**Exercise:**
Would you transcribe all of the data exactly, down to the last character?

[[ Available records, beginning ]]

// 🏷️ Tag Resolver - matched surface tokens → canonical tags
//
// Two independent passes over the same matched tokens:
// - Entity pass: bank remap + card remap. A card hit also yields its issuing
//   bank, so "SAPPHIRE" → {"CHASE", "CHASE_SAPPHIRE"}.
// - Category pass: category remap. Each canonical tag keeps the distinct
//   surface tokens that produced it as evidence.
//
// Tokens resolving nowhere are skipped; that is routine, not an error.

use crate::remap::{CardTag, RemapTable};
use serde::{Deserialize, Serialize};
use std::collections::{BTreeMap, BTreeSet};

/// Resolved tags for one text unit
#[derive(Debug, Clone, Default, PartialEq, Eq, Serialize, Deserialize)]
pub struct TaggedText {
    pub id: String,

    /// Bank tags and `ISSUER_CARD` tags
    pub entities: BTreeSet<String>,

    /// Category tag → evidence string (distinct surface tokens, joined)
    pub categories: BTreeMap<String, String>,
}

impl TaggedText {
    pub fn has_entities(&self) -> bool {
        !self.entities.is_empty()
    }

    pub fn has_categories(&self) -> bool {
        !self.categories.is_empty()
    }

    /// Nothing resolved in either pass; the writer skips such units
    pub fn is_empty(&self) -> bool {
        !self.has_entities() && !self.has_categories()
    }
}

/// Entity pass
pub fn resolve_entities<S: AsRef<str>>(
    tokens: &[S],
    banks: &RemapTable<String>,
    cards: &RemapTable<CardTag>,
) -> BTreeSet<String> {
    let mut tags = BTreeSet::new();

    for token in tokens {
        let token = token.as_ref();
        if let Some(bank) = banks.get(token) {
            tags.insert(bank.clone());
        }
        if let Some(card) = cards.get(token) {
            tags.insert(card.issuer.clone());
            tags.insert(card.tag.clone());
        }
    }

    tags
}

/// Category pass: canonical tag → distinct surface tokens, first-seen order
pub fn resolve_categories<S: AsRef<str>>(tokens: &[S], categories: &RemapTable<String>) -> BTreeMap<String, Vec<String>> {
    let mut evidence: BTreeMap<String, Vec<String>> = BTreeMap::new();

    for token in tokens {
        let token = token.as_ref();
        if let Some(tag) = categories.get(token) {
            let witnesses = evidence.entry(tag.clone()).or_default();
            if !witnesses.iter().any(|w| w == token) {
                witnesses.push(token.to_string());
            }
        }
    }

    evidence
}

/// Join each tag's witnesses into its evidence string
pub fn evidence_strings(evidence: BTreeMap<String, Vec<String>>, separator: &str) -> BTreeMap<String, String> {
    evidence
        .into_iter()
        .map(|(tag, witnesses)| (tag, witnesses.join(separator)))
        .collect()
}

// ============================================================================
// TESTS
// ============================================================================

[[ Available records, end ]]

**Solution to the problem:**
// 🏷️ Tag Resolver - matched surface tokens → canonical tags
//
// Two independent passes over the same matched tokens:
// - Entity pass: bank remap + card remap. A card hit also yields its issuing
//   bank, so "SAPPHIRE" → {"CHASE", "CHASE_SAPPHIRE"}.
// - Category pass: category remap. Each canonical tag keeps the distinct
//   surface tokens that produced it as evidence.
//
// Tokens resolving nowhere are skipped; that is routine, not an error.

use crate::remap::{CardTag, RemapTable};
use serde::{Deserialize, Serialize};
use std::collections::{BTreeMap, BTreeSet};

/// Resolved tags for one text unit
#[derive(Debug, Clone, Default, PartialEq, Eq, Serialize, Deserialize)]
pub struct TaggedText {
    pub id: String,

    /// Bank tags and `ISSUER_CARD` tags
    pub entities: BTreeSet<String>,

    /// Category tag → evidence string (distinct surface tokens, joined)
    pub categories: BTreeMap<String, String>,
}

impl TaggedText {
    pub fn has_entities(&self) -> bool {
        !self.entities.is_empty()
    }

    pub fn has_categories(&self) -> bool {
        !self.categories.is_empty()
    }

    /// Nothing resolved in either pass; the writer skips such units
    pub fn is_empty(&self) -> bool {
        !self.has_entities() && !self.has_categories()
    }
}

/// Entity pass
pub fn resolve_entities<S: AsRef<str>>(
    tokens: &[S],
    banks: &RemapTable<String>,
    cards: &RemapTable<CardTag>,
) -> BTreeSet<String> {
    let mut tags = BTreeSet::new();

    for token in tokens {
        let token = token.as_ref();
        if let Some(bank) = banks.get(token) {
            tags.insert(bank.clone());
        }
        if let Some(card) = cards.get(token) {
            tags.insert(card.issuer.clone());
            tags.insert(card.tag.clone());
        }
    }

    tags
}

/// Category pass: canonical tag → distinct surface tokens, first-seen order
pub fn resolve_categories<S: AsRef<str>>(tokens: &[S], categories: &RemapTable<String>) -> BTreeMap<String, Vec<String>> {
    let mut evidence: BTreeMap<String, Vec<String>> = BTreeMap::new();

    for token in tokens {
        let token = token.as_ref();
        if let Some(tag) = categories.get(token) {
            let witnesses = evidence.entry(tag.clone()).or_default();
            if !witnesses.iter().any(|w| w == token) {
                witnesses.push(token.to_string());
            }
        }
    }

    evidence
}

/// Join each tag's witnesses into its evidence string
pub fn evidence_strings(evidence: BTreeMap<String, Vec<String>>, separator: &str) -> BTreeMap<String, String> {
    evidence
        .into_iter()
        .map(|(tag, witnesses)| (tag, witnesses.join(separator)))
        .collect()
}

// ============================================================================
// TESTS
// ============================================================================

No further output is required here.